I didn’t really like being called the ‘boy’ of the house…maybe because I knew the surtitle came with loads of responsibilities, but somehow I continued to feed their dependency on me, by always making sure that everything functioned perfectly. Or somewhat.

Even after my father passed away, I still remained strong for us. When my mother and sisters were inconsolable, I, who happened to be the first one to get heartbreaking news of his passing, had to put my strong hat on and console them. I had to fight back the tears and play the role I believe I was meant to play. At that time, I didn’t know how I did it…how I became self-composed throughout the whole process of burying my father was almost supernatural. I truly believe that if it wasn’t for God, and the faith I had in Him, despair alone would’ve sent me to my grave.

And even with friends, I’ve always been the strong one: the one to always give them hope when they’re down and out, the one to always give them a testimony or a word of encouragement to boost their faith, the one to internally cry with them when they are in deep sorrow.

In all of these circumstances, I’ve always remained strong, yet deep inside I wished someone could be strong for me. I wished they knew that I, too, even though I don’t show it, can be weak and vulnerable. I, too, cried, almost every night. I, too, needed someone to console and comfort me. And I came to realized that people view you differently once they know that you are like them, and that the truth was, you didn’t have superpowers.

Just like Batman, Superman and all the other superheroes I grew up watching, at times, they couldn’t get themselves out of trouble. Or sometimes, as strong as they were, it would take another weak normal human to encourage them or help them out of danger.

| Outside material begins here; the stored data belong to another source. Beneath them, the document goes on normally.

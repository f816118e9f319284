//! Tasting notes: one free-text note per (user, wine).
//!
//! # Responsibility
//! - Hand out the note for a (user, wine) pair, blank when none is stored.
//! - Keep the `NOTES` row in step with the note text.
//!
//! # Invariants
//! - A blank note has the unpersisted key, no row and no cache entry.
//! - With the cache enabled, repeated lookups of the same (user, wine) hand
//!   out the same blank note while it stays blank.
//! - Text becoming non-empty on an unpersisted note inserts the row and
//!   assigns the key; text becoming empty on a persisted note deletes the
//!   row and resets the key; other non-empty edits update the row.

use crate::cache::IdentityCache;
use crate::db::Database;
use crate::model::note::Note;
use crate::model::user::User;
use crate::model::wine::Wine;
use crate::model::{Entity, EntityKey, UNPERSISTED_KEY};
use crate::repo::cascade::{Cascade, CascadeTarget};
use crate::repo::materialize::{materialize, query_rows};
use log::{debug, error, info};
use rusqlite::types::Value;
use rusqlite::{params, Row};
use std::cell::RefCell;
use std::collections::HashMap;
use std::rc::{Rc, Weak};

pub(crate) const NOTE_COLUMNS: &str =
    "NOTES.ID AS note_id, NOTES.USERNAME, NOTES.WINE_ID AS note_wine_id, NOTES.NOTE";

/// Storage side of the note lifecycle, shared by the repository and every
/// note's text listener.
struct NoteSync {
    db: Rc<Database>,
    cache: IdentityCache<Note>,
    blanks: RefCell<HashMap<(String, EntityKey), Weak<Note>>>,
}

impl NoteSync {
    fn on_text_changed(&self, note: &Rc<Note>, text: &str) {
        match (note.is_persisted(), text.is_empty()) {
            (false, true) => {
                debug!("event=note_sync module=repo status=skip reason=blank_unpersisted");
            }
            (false, false) => self.insert(note, text),
            (true, true) => self.delete(note),
            (true, false) => self.update(note, text),
        }
    }

    fn insert(&self, note: &Rc<Note>, text: &str) {
        let inserted = self.db.execute(
            "INSERT INTO NOTES (USERNAME, WINE_ID, NOTE) VALUES (?1, ?2, ?3)",
            params![note.username(), note.wine_id(), text],
        );
        match inserted {
            Ok(_) => {
                let id = self.db.last_insert_rowid();
                note.set_key(id);
                if self.db.use_cache() {
                    self.cache.register(id, note);
                }
                info!(
                    "event=note_insert module=repo status=ok id={} wine_id={}",
                    id,
                    note.wine_id()
                );
            }
            Err(err) => {
                error!(
                    "event=note_insert module=repo status=error username={:?} wine_id={} error={}",
                    note.username(),
                    note.wine_id(),
                    err
                );
            }
        }
    }

    fn delete(&self, note: &Rc<Note>) {
        let id = note.key();
        match self.db.execute("DELETE FROM NOTES WHERE ID = ?1", params![id]) {
            Ok(changed) => {
                self.cache.release(id);
                note.set_key(UNPERSISTED_KEY);
                self.remember_blank(note);
                info!("event=note_delete module=repo status=ok id={id} rows={changed}");
            }
            Err(err) => {
                error!("event=note_delete module=repo status=error id={id} error={err}");
            }
        }
    }

    fn update(&self, note: &Rc<Note>, text: &str) {
        let id = note.key();
        match self
            .db
            .execute("UPDATE NOTES SET NOTE = ?1 WHERE ID = ?2", params![text, id])
        {
            Ok(1) => info!("event=note_update module=repo status=ok id={id}"),
            Ok(changed) => error!(
                "event=note_update module=repo status=error id={id} rows={changed} error_code=row_not_found"
            ),
            Err(err) => error!("event=note_update module=repo status=error id={id} error={err}"),
        }
    }

    fn live_blank(&self, slot: &(String, EntityKey)) -> Option<Rc<Note>> {
        let blank = self.blanks.borrow().get(slot).and_then(Weak::upgrade)?;
        (!blank.is_persisted()).then_some(blank)
    }

    fn remember_blank(&self, note: &Rc<Note>) {
        if !self.db.use_cache() {
            return;
        }
        let mut blanks = self.blanks.borrow_mut();
        blanks.retain(|_, weak| weak.strong_count() > 0);
        blanks.insert(
            (note.username().to_string(), note.wine_id()),
            Rc::downgrade(note),
        );
    }
}

pub struct NoteRepository {
    sync: Rc<NoteSync>,
}

impl NoteRepository {
    pub fn new(db: Rc<Database>) -> Self {
        Self {
            sync: Rc::new(NoteSync {
                db,
                cache: IdentityCache::new(Note::KIND),
                blanks: RefCell::new(HashMap::new()),
            }),
        }
    }

    pub fn cache(&self) -> &IdentityCache<Note> {
        &self.sync.cache
    }

    /// Note `user` keeps for `wine`; a blank unpersisted note when there is
    /// none. `None` only when the lookup failed.
    pub fn get(&self, user: &User, wine: &Wine) -> Option<Rc<Note>> {
        let fetched = query_rows(
            &self.sync.db,
            &format!("SELECT {NOTE_COLUMNS} FROM NOTES WHERE NOTES.USERNAME = ?1 AND NOTES.WINE_ID = ?2"),
            vec![
                Value::Text(user.username.clone()),
                Value::Integer(wine.key()),
            ],
            |row| self.materialize_row(row, "note_id"),
        );

        match fetched {
            Ok(notes) => Some(
                notes
                    .into_iter()
                    .next()
                    .unwrap_or_else(|| self.blank(user, wine)),
            ),
            Err(err) => {
                error!(
                    "event=note_get module=repo status=error username={:?} wine_id={} error={}",
                    user.username,
                    wine.key(),
                    err
                );
                None
            }
        }
    }

    /// Stored notes of `user`, in key order.
    pub fn get_all_for_user(&self, user: &User) -> Vec<Rc<Note>> {
        self.fetch(
            &format!("SELECT {NOTE_COLUMNS} FROM NOTES WHERE NOTES.USERNAME = ?1 ORDER BY NOTES.ID ASC"),
            vec![Value::Text(user.username.clone())],
        )
    }

    pub fn get_all(&self) -> Vec<Rc<Note>> {
        self.fetch(
            &format!("SELECT {NOTE_COLUMNS} FROM NOTES ORDER BY NOTES.ID ASC"),
            Vec::new(),
        )
    }

    /// Clears the note text, which deletes its row. Returns whether a stored
    /// note was removed.
    pub fn delete(&self, note: &Rc<Note>) -> bool {
        let was_persisted = note.is_persisted();
        note.text.set(String::new());
        was_persisted && !note.is_persisted()
    }

    /// Materializes the note part of a row selected with [`NOTE_COLUMNS`].
    pub(crate) fn materialize_row(
        &self,
        row: &Row<'_>,
        id_column: &str,
    ) -> rusqlite::Result<Rc<Note>> {
        materialize(
            row,
            id_column,
            &self.sync.cache,
            self.sync.db.use_cache(),
            note_from_row,
            |note| self.bind(note),
        )
    }

    fn fetch(&self, sql: &str, params: Vec<Value>) -> Vec<Rc<Note>> {
        query_rows(&self.sync.db, sql, params, |row| {
            self.materialize_row(row, "note_id")
        })
        .unwrap_or_else(|err| {
            error!("event=note_get_all module=repo status=error error={err}");
            Vec::new()
        })
    }

    fn blank(&self, user: &User, wine: &Wine) -> Rc<Note> {
        let slot = (user.username.clone(), wine.key());
        if let Some(existing) = self.sync.live_blank(&slot) {
            return existing;
        }
        let blank = Note::blank(slot.0, slot.1);
        self.bind(&blank);
        self.sync.remember_blank(&blank);
        blank
    }

    fn bind(&self, note: &Rc<Note>) {
        let owner = Rc::downgrade(note);
        let sync = Rc::clone(&self.sync);
        note.text.subscribe(move |_, text| {
            if let Some(note) = owner.upgrade() {
                sync.on_text_changed(&note, text);
            }
        });
    }
}

impl CascadeTarget for NoteRepository {
    fn parent_deleted(&self, cascade: Cascade) {
        let released = match cascade {
            Cascade::Wine(wine_id) => {
                self.sync
                    .blanks
                    .borrow_mut()
                    .retain(|(_, blank_wine), _| *blank_wine != wine_id);
                self.sync
                    .cache
                    .release_matching(|note| note.wine_id() == wine_id)
            }
            Cascade::AllWines | Cascade::AllUsers => {
                self.sync.blanks.borrow_mut().clear();
                self.sync.cache.drain()
            }
        };
        for note in &released {
            note.set_key(UNPERSISTED_KEY);
        }
        debug!(
            "event=note_cascade module=repo status=ok cascade={:?} released={}",
            cascade,
            released.len()
        );
    }
}

fn note_from_row(key: EntityKey, row: &Row<'_>) -> rusqlite::Result<Rc<Note>> {
    Ok(Note::with_key(
        key,
        row.get("USERNAME")?,
        row.get("note_wine_id")?,
        row.get("NOTE")?,
    ))
}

There’s a thin line between pity and disdain, and in situations like these, people tend to walk more towards the ‘disdain’ end of the line, which is the worst thing one can bear with. As if they forget that you ARE human.

I must say, in all of my troubling times, family and friends have always been there for me. And even when they were not, God has always been there. ALWAYS. I’ve never lacked a shoulder to cry on, an ear to hear my thoughts nor arms to comfort me. Such people make your life worth living for.